EXCLUSIVE: Manchester United face £15MILLION fine if they pay hackers holding them to ransom as club call in experts to try and fight off the virus crippling their systems... and a FURTHER £18m charge could arrive if fans' data protection is breached
Manchester United face a huge fine of up to £15million if they give in to the demands of cyber hackers holding the club to ransom.
The ‘double whammy’ threat emerged as United continued to fight off the sophisticated ransomware attack that has crippled the club’s systems for more than a week, as exclusively revealed by Sportsmail.
United are already faced with a ransom demand that is believed to run into millions of pounds – or risk the possibility of highly sensitive information being leaked into the public domain.
However if they pay the hackers to call off the attack, United could fall foul of new US legislation that is punishable by a fine of up to $20m (£15m).
Although United are a UK-based company, the Glazer-owned club are listed on the New York Stock Exchange and therefore subject to US law. Their share price dropped on Friday in the wake of Sportsmail’s revelations.
The US Treasury Department announced last month that any organisations meeting the ransom demands of hackers who appear on their global hit list risk incurring a hefty financial penalty – even if the victims are not aware of the criminals’ identity.
The list includes the Russian cybercrime gang Evil Corp, the North Korean Lazarus Group and SamSam ransomware attacks emanating from Iran.
The US Office of Foreign Assets Control, an arm of the treasury, warned that paying the ransom demand would only boost the criminals’ finances and encourage them to strike again elsewhere.
The OFAC statement read: ‘Companies that facilitate ransomware payments to cyber actors on behalf of victims, including financial institutions, cyber insurance firms, and companies involved in digital forensics and incident response, not only encourage future ransomware payment demands but also may risk violating OFAC regulations.
‘Facilitating a ransomware payment that is demanded as a result of malicious cyber activities may enable criminals and adversaries with a sanctions nexus to profit and advance their illicit aims.
‘For example, ransomware payments made to sanctioned persons or to comprehensively sanctioned jurisdictions could be used to fund activities adverse to the national security and foreign policy objectives of the United States.
‘Ransomware payments may also embolden cyber actors to engage in future attacks.’
OFAC and the UK’s National Cyber Security Centre have also warned organisations there is no guarantee criminals will keep their word if the demands are met.
This may include not handing back sensitive information they have encrypted or leaking it on the internet.

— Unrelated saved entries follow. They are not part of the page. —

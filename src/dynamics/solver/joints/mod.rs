//! **Joints** connect two rigid bodies and restrict their relative movement.
//!
//! Each joint kind constrains a different set of *degrees of freedom* (DOF):
//!
//! | Joint              | Constrained DOF                            |
//! | ------------------ | ------------------------------------------ |
//! | [`DistanceJoint`]  | 1 translation (point separation)           |
//! | [`FrictionJoint`]  | 2 translations + 1 rotation, velocity only |
//! | [`MouseJoint`]     | 2 translations, always soft                |
//! | [`PrismaticJoint`] | 1 translation + 1 rotation                 |
//! | [`RevoluteJoint`]  | 2 translations (point coincidence)         |
//! | [`WeldJoint`]      | 2 translations + 1 rotation                |
//!
//! A joint is a [`Joint`] wrapper around one of the concrete configurations,
//! carrying the state shared by all kinds: the two constrained bodies, the
//! enabled flag, collision filtering between the connected bodies, and the
//! breakpoint force threshold.
//!
//! # Solving
//!
//! Every joint implements the same three-phase protocol, dispatched over the
//! closed [`JointKind`] union:
//!
//! 1. **Init**: cache body mass properties, rotate local anchors into world
//!    space, and build the effective-mass matrix once per tick. Apply
//!    warm-started impulses.
//! 2. **Velocity solving**: called several times per tick; computes the
//!    constraint velocity error and applies clamped corrective impulses
//!    directly to the island velocity arrays.
//! 3. **Position solving**: corrects the remaining positional drift by
//!    nudging positions and angles, reporting whether the error is within
//!    tolerance. Soft constraints skip this phase; springs are allowed to
//!    have static error.

mod distance;
mod friction;
mod mouse;
mod prismatic;
mod revolute;
mod weld;

pub use distance::DistanceJoint;
pub use friction::FrictionJoint;
pub use mouse::MouseJoint;
pub use prismatic::PrismaticJoint;
pub use revolute::RevoluteJoint;
pub use weld::WeldJoint;

use crate::{
    dynamics::{rigid_body::BodyId, rigid_body::RigidBody, solver::SolverData},
    math::{Scalar, Vector},
};
use derive_more::From;

/// The kind of a [`Joint`], as a plain tag.
#[derive(Clone, Copy, Debug, PartialEq, Eq, Hash)]
#[cfg_attr(feature = "serialize", derive(serde::Serialize, serde::Deserialize))]
pub enum JointType {
    /// See [`DistanceJoint`].
    Distance,
    /// See [`FrictionJoint`].
    Friction,
    /// See [`MouseJoint`].
    Mouse,
    /// See [`PrismaticJoint`].
    Prismatic,
    /// See [`RevoluteJoint`].
    Revolute,
    /// See [`WeldJoint`].
    Weld,
}

/// The closed set of concrete joint configurations.
///
/// The solver dispatches over this union with exhaustive matches instead of
/// virtual calls, keeping the set of joint kinds explicit and the per-tick
/// dispatch branch-predictable.
#[derive(Clone, Debug, PartialEq, From)]
#[cfg_attr(feature = "serialize", derive(serde::Serialize, serde::Deserialize))]
pub enum JointKind {
    /// A distance joint.
    Distance(DistanceJoint),
    /// A friction joint.
    Friction(FrictionJoint),
    /// A mouse joint.
    Mouse(MouseJoint),
    /// A prismatic joint.
    Prismatic(PrismaticJoint),
    /// A revolute joint.
    Revolute(RevoluteJoint),
    /// A weld joint.
    Weld(WeldJoint),
}

/// A joint connecting two rigid bodies.
///
/// The shared configuration lives here; the kind-specific parameters and
/// solver scratch state live in the [`JointKind`] payload.
#[derive(Clone, Debug, PartialEq)]
#[cfg_attr(feature = "serialize", derive(serde::Serialize, serde::Deserialize))]
pub struct Joint {
    /// The first constrained body.
    pub body_a: BodyId,
    /// The second constrained body. Never equal to [`body_a`](Self::body_a).
    pub body_b: BodyId,
    /// Whether the joint contributes a constraint this tick.
    ///
    /// A disabled joint still exists in the joint graph but is skipped by
    /// the solver.
    pub enabled: bool,
    /// Whether the connected bodies should still collide with each other.
    pub collide_connected: bool,
    /// The maximum reaction force magnitude the joint withstands before
    /// disabling itself. Unbounded by default.
    pub breakpoint: Scalar,
    /// The concrete joint configuration and solver state.
    pub kind: JointKind,
}

impl Joint {
    /// Creates a new joint between two bodies.
    ///
    /// # Panics
    ///
    /// Panics if `body_a` and `body_b` are the same body.
    pub fn new(body_a: BodyId, body_b: BodyId, kind: impl Into<JointKind>) -> Self {
        assert_ne!(body_a, body_b, "joint cannot connect a body to itself");

        Self {
            body_a,
            body_b,
            enabled: true,
            collide_connected: false,
            breakpoint: Scalar::MAX,
            kind: kind.into(),
        }
    }

    /// Sets the breakpoint force threshold.
    #[inline]
    pub fn with_breakpoint(mut self, breakpoint: Scalar) -> Self {
        self.breakpoint = breakpoint;
        self
    }

    /// Sets whether the connected bodies should still collide with each other.
    #[inline]
    pub fn with_collide_connected(mut self, collide_connected: bool) -> Self {
        self.collide_connected = collide_connected;
        self
    }

    /// Returns the kind of the joint as a plain tag.
    pub fn joint_type(&self) -> JointType {
        match &self.kind {
            JointKind::Distance(_) => JointType::Distance,
            JointKind::Friction(_) => JointType::Friction,
            JointKind::Mouse(_) => JointType::Mouse,
            JointKind::Prismatic(_) => JointType::Prismatic,
            JointKind::Revolute(_) => JointType::Revolute,
            JointKind::Weld(_) => JointType::Weld,
        }
    }

    /// Given one endpoint of the joint, returns the body at the other end.
    ///
    /// Returns `None` if `body` is not an endpoint of this joint.
    pub fn other_body(&self, body: BodyId) -> Option<BodyId> {
        if body == self.body_a {
            Some(self.body_b)
        } else if body == self.body_b {
            Some(self.body_a)
        } else {
            None
        }
    }

    /// Returns the net linear force the joint applied during the last solve.
    ///
    /// `inv_dt` converts the internally accumulated impulse into a force.
    pub fn reaction_force(&self, inv_dt: Scalar) -> Vector {
        match &self.kind {
            JointKind::Distance(joint) => joint.reaction_force(inv_dt),
            JointKind::Friction(joint) => joint.reaction_force(inv_dt),
            JointKind::Mouse(joint) => joint.reaction_force(inv_dt),
            JointKind::Prismatic(joint) => joint.reaction_force(inv_dt),
            JointKind::Revolute(joint) => joint.reaction_force(inv_dt),
            JointKind::Weld(joint) => joint.reaction_force(inv_dt),
        }
    }

    /// Returns the torque the joint applied during the last solve.
    pub fn reaction_torque(&self, inv_dt: Scalar) -> Scalar {
        match &self.kind {
            JointKind::Distance(joint) => joint.reaction_torque(inv_dt),
            JointKind::Friction(joint) => joint.reaction_torque(inv_dt),
            JointKind::Mouse(joint) => joint.reaction_torque(inv_dt),
            JointKind::Prismatic(joint) => joint.reaction_torque(inv_dt),
            JointKind::Revolute(joint) => joint.reaction_torque(inv_dt),
            JointKind::Weld(joint) => joint.reaction_torque(inv_dt),
        }
    }

    /// Disables the joint if its reaction force exceeded the breakpoint.
    ///
    /// No-op for already disabled joints. The transition is polled by the
    /// owning system; the solver never removes joints itself.
    pub fn validate(&mut self, inv_dt: Scalar) {
        if !self.enabled {
            return;
        }

        let force = self.reaction_force(inv_dt);

        if force.length_squared() > self.breakpoint * self.breakpoint {
            self.enabled = false;
            log::debug!(
                "{:?} joint between {:?} and {:?} broke: reaction force {} exceeded breakpoint {}",
                self.joint_type(),
                self.body_a,
                self.body_b,
                force.length(),
                self.breakpoint,
            );
        }
    }

    pub(crate) fn init_velocity_constraints(
        &mut self,
        body_a: &RigidBody,
        body_b: &RigidBody,
        data: &mut SolverData,
    ) {
        match &mut self.kind {
            JointKind::Distance(joint) => joint.init_velocity_constraints(body_a, body_b, data),
            JointKind::Friction(joint) => joint.init_velocity_constraints(body_a, body_b, data),
            JointKind::Mouse(joint) => joint.init_velocity_constraints(body_a, body_b, data),
            JointKind::Prismatic(joint) => joint.init_velocity_constraints(body_a, body_b, data),
            JointKind::Revolute(joint) => joint.init_velocity_constraints(body_a, body_b, data),
            JointKind::Weld(joint) => joint.init_velocity_constraints(body_a, body_b, data),
        }
    }

    pub(crate) fn solve_velocity_constraints(&mut self, data: &mut SolverData) {
        match &mut self.kind {
            JointKind::Distance(joint) => joint.solve_velocity_constraints(data),
            JointKind::Friction(joint) => joint.solve_velocity_constraints(data),
            JointKind::Mouse(joint) => joint.solve_velocity_constraints(data),
            JointKind::Prismatic(joint) => joint.solve_velocity_constraints(data),
            JointKind::Revolute(joint) => joint.solve_velocity_constraints(data),
            JointKind::Weld(joint) => joint.solve_velocity_constraints(data),
        }
    }

    pub(crate) fn solve_position_constraints(&mut self, data: &mut SolverData) -> bool {
        match &mut self.kind {
            JointKind::Distance(joint) => joint.solve_position_constraints(data),
            JointKind::Friction(joint) => joint.solve_position_constraints(data),
            JointKind::Mouse(joint) => joint.solve_position_constraints(data),
            JointKind::Prismatic(joint) => joint.solve_position_constraints(data),
            JointKind::Revolute(joint) => joint.solve_position_constraints(data),
            JointKind::Weld(joint) => joint.solve_position_constraints(data),
        }
    }
}

/// A limit that indicates that a distance should be between `min` and `max`.
#[derive(Clone, Copy, Debug, PartialEq)]
#[cfg_attr(feature = "serialize", derive(serde::Serialize, serde::Deserialize))]
pub struct DistanceLimit {
    /// The minimum distance.
    pub min: Scalar,
    /// The maximum distance.
    pub max: Scalar,
}

impl DistanceLimit {
    /// A `DistanceLimit` with `min` and `max` set to zero.
    pub const ZERO: Self = Self { min: 0.0, max: 0.0 };

    /// Creates a new `DistanceLimit`.
    pub const fn new(min: Scalar, max: Scalar) -> Self {
        Self { min, max }
    }
}

/// A limit that indicates that an angle should be between `min` and `max` radians.
#[derive(Clone, Copy, Debug, PartialEq)]
#[cfg_attr(feature = "serialize", derive(serde::Serialize, serde::Deserialize))]
pub struct AngleLimit {
    /// The minimum angle.
    pub min: Scalar,
    /// The maximum angle.
    pub max: Scalar,
}

impl AngleLimit {
    /// An `AngleLimit` with `min` and `max` set to zero.
    pub const ZERO: Self = Self { min: 0.0, max: 0.0 };

    /// Creates a new `AngleLimit`.
    pub const fn new(min: Scalar, max: Scalar) -> Self {
        Self { min, max }
    }
}

#[cfg(test)]
mod tests {
    use super::*;

    #[test]
    #[should_panic(expected = "joint cannot connect a body to itself")]
    fn self_joint_panics() {
        let _ = Joint::new(BodyId(0), BodyId(0), FrictionJoint::new());
    }

    #[test]
    fn other_body_mirrors_endpoints() {
        let joint = Joint::new(BodyId(1), BodyId(2), FrictionJoint::new());
        assert_eq!(joint.other_body(BodyId(1)), Some(BodyId(2)));
        assert_eq!(joint.other_body(BodyId(2)), Some(BodyId(1)));
        assert_eq!(joint.other_body(BodyId(3)), None);
    }

    #[test]
    fn new_joints_are_enabled_and_unbreakable() {
        let joint = Joint::new(BodyId(0), BodyId(1), FrictionJoint::new());
        assert!(joint.enabled);
        assert!(!joint.collide_connected);
        assert_eq!(joint.breakpoint, Scalar::MAX);
    }
}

The threat of a US fine is another headache for United in addition to the threat of a penalty of up to £18m from the independent UK Government body, Information Commissioner’s Office, if the data protection of their huge fanbase has been breached – although the club are not aware that is has.
It read: ‘We are aware of an incident affecting Manchester United Football Club and have been working with law enforcement partners in response.’

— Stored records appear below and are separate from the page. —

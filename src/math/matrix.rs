use crate::math::{RecipOrZero, Scalar, Vector, Vector3};

/// The bottom left triangle (including the diagonal) of a symmetric 3x3
/// column-major matrix.
///
/// Effective-mass matrices of three-degree-of-freedom constraints are always
/// symmetric, so only six of the nine elements need to be stored. The solve
/// methods mirror the usual constraint-solver conventions: singular systems
/// yield zero impulses instead of propagating infinities.
#[derive(Clone, Copy, Debug, Default, PartialEq)]
pub struct SymmetricMatrix3 {
    /// The first element of the first column.
    pub m00: Scalar,
    /// The second element of the first column.
    pub m01: Scalar,
    /// The third element of the first column.
    pub m02: Scalar,
    /// The second element of the second column.
    pub m11: Scalar,
    /// The third element of the second column.
    pub m12: Scalar,
    /// The third element of the third column.
    pub m22: Scalar,
}

impl SymmetricMatrix3 {
    /// A symmetric 3x3 matrix with all elements set to `0.0`.
    pub const ZERO: Self = Self::new(0.0, 0.0, 0.0, 0.0, 0.0, 0.0);

    /// Creates a new symmetric 3x3 matrix from its bottom left triangle,
    /// including diagonal elements.
    ///
    /// The elements are in column-major order `mCR`, where `C` is the column
    /// index and `R` is the row index.
    #[inline]
    #[must_use]
    pub const fn new(
        m00: Scalar,
        m01: Scalar,
        m02: Scalar,
        m11: Scalar,
        m12: Scalar,
        m22: Scalar,
    ) -> Self {
        Self {
            m00,
            m01,
            m02,
            m11,
            m12,
            m22,
        }
    }

    /// Returns the columns of the matrix.
    #[inline]
    fn columns(&self) -> [Vector3; 3] {
        [
            Vector3::new(self.m00, self.m01, self.m02),
            Vector3::new(self.m01, self.m11, self.m12),
            Vector3::new(self.m02, self.m12, self.m22),
        ]
    }

    /// Solves `A * x = b`, returning a zero vector when `A` is singular.
    #[inline]
    #[must_use]
    pub fn solve33(&self, b: Vector3) -> Vector3 {
        let [ex, ey, ez] = self.columns();

        let det = ex.dot(ey.cross(ez)).recip_or_zero();

        Vector3::new(
            det * b.dot(ey.cross(ez)),
            det * ex.dot(b.cross(ez)),
            det * ex.dot(ey.cross(b)),
        )
    }

    /// Solves `A * x = b` using only the upper left 2x2 block of the matrix,
    /// returning a zero vector when the block is singular.
    #[inline]
    #[must_use]
    pub fn solve22(&self, b: Vector) -> Vector {
        let det = (self.m00 * self.m11 - self.m01 * self.m01).recip_or_zero();

        Vector::new(
            det * (self.m11 * b.x - self.m01 * b.y),
            det * (self.m00 * b.y - self.m01 * b.x),
        )
    }

    /// Returns the inverse of the upper left 2x2 block, with the remaining
    /// row and column zeroed.
    ///
    /// This is used when the rotational degree of freedom is solved
    /// separately, or not at all.
    #[inline]
    #[must_use]
    pub fn inverse22(&self) -> Self {
        let det = (self.m00 * self.m11 - self.m01 * self.m01).recip_or_zero();

        Self::new(det * self.m11, -det * self.m01, 0.0, det * self.m00, 0.0, 0.0)
    }

    /// Returns the inverse of the full matrix, which is also symmetric.
    ///
    /// Returns [`Self::ZERO`] when the matrix is singular.
    #[inline]
    #[must_use]
    pub fn sym_inverse33(&self) -> Self {
        let [ex, ey, ez] = self.columns();

        let det = ex.dot(ey.cross(ez)).recip_or_zero();

        let Self {
            m00: a11,
            m01: a12,
            m02: a13,
            m11: a22,
            m12: a23,
            m22: a33,
        } = *self;

        Self::new(
            det * (a22 * a33 - a23 * a23),
            det * (a13 * a23 - a12 * a33),
            det * (a12 * a23 - a13 * a22),
            det * (a11 * a33 - a13 * a13),
            det * (a13 * a12 - a11 * a23),
            det * (a11 * a22 - a12 * a12),
        )
    }

    /// Multiplies the upper left 2x2 block of the matrix by the given vector.
    #[inline]
    #[must_use]
    pub fn mul22(&self, rhs: Vector) -> Vector {
        Vector::new(
            self.m00 * rhs.x + self.m01 * rhs.y,
            self.m01 * rhs.x + self.m11 * rhs.y,
        )
    }

    /// Multiplies the matrix by the given vector.
    #[inline]
    #[must_use]
    pub fn mul_vector3(&self, rhs: Vector3) -> Vector3 {
        let [ex, ey, ez] = self.columns();
        ex * rhs.x + ey * rhs.y + ez * rhs.z
    }
}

It’s understood the NCSC became involved after United contacted police following the attack nine days ago. The club have since been following a ransom protocol, but it is unclear if they will pay up.
The attack is believed to have come from an email phishing scam although United will not confirm it is ransomware, and are not commenting on the identity of the hackers or their motives.
The club’s computer network is still down and staff are unable to access their company email accounts.
However, United insist the disruption has been minor and not affected matchday operations, with two home games taking place since the attack. They also pointed out that the club’s media channels and ecommerce operations have continued to operate smoothly.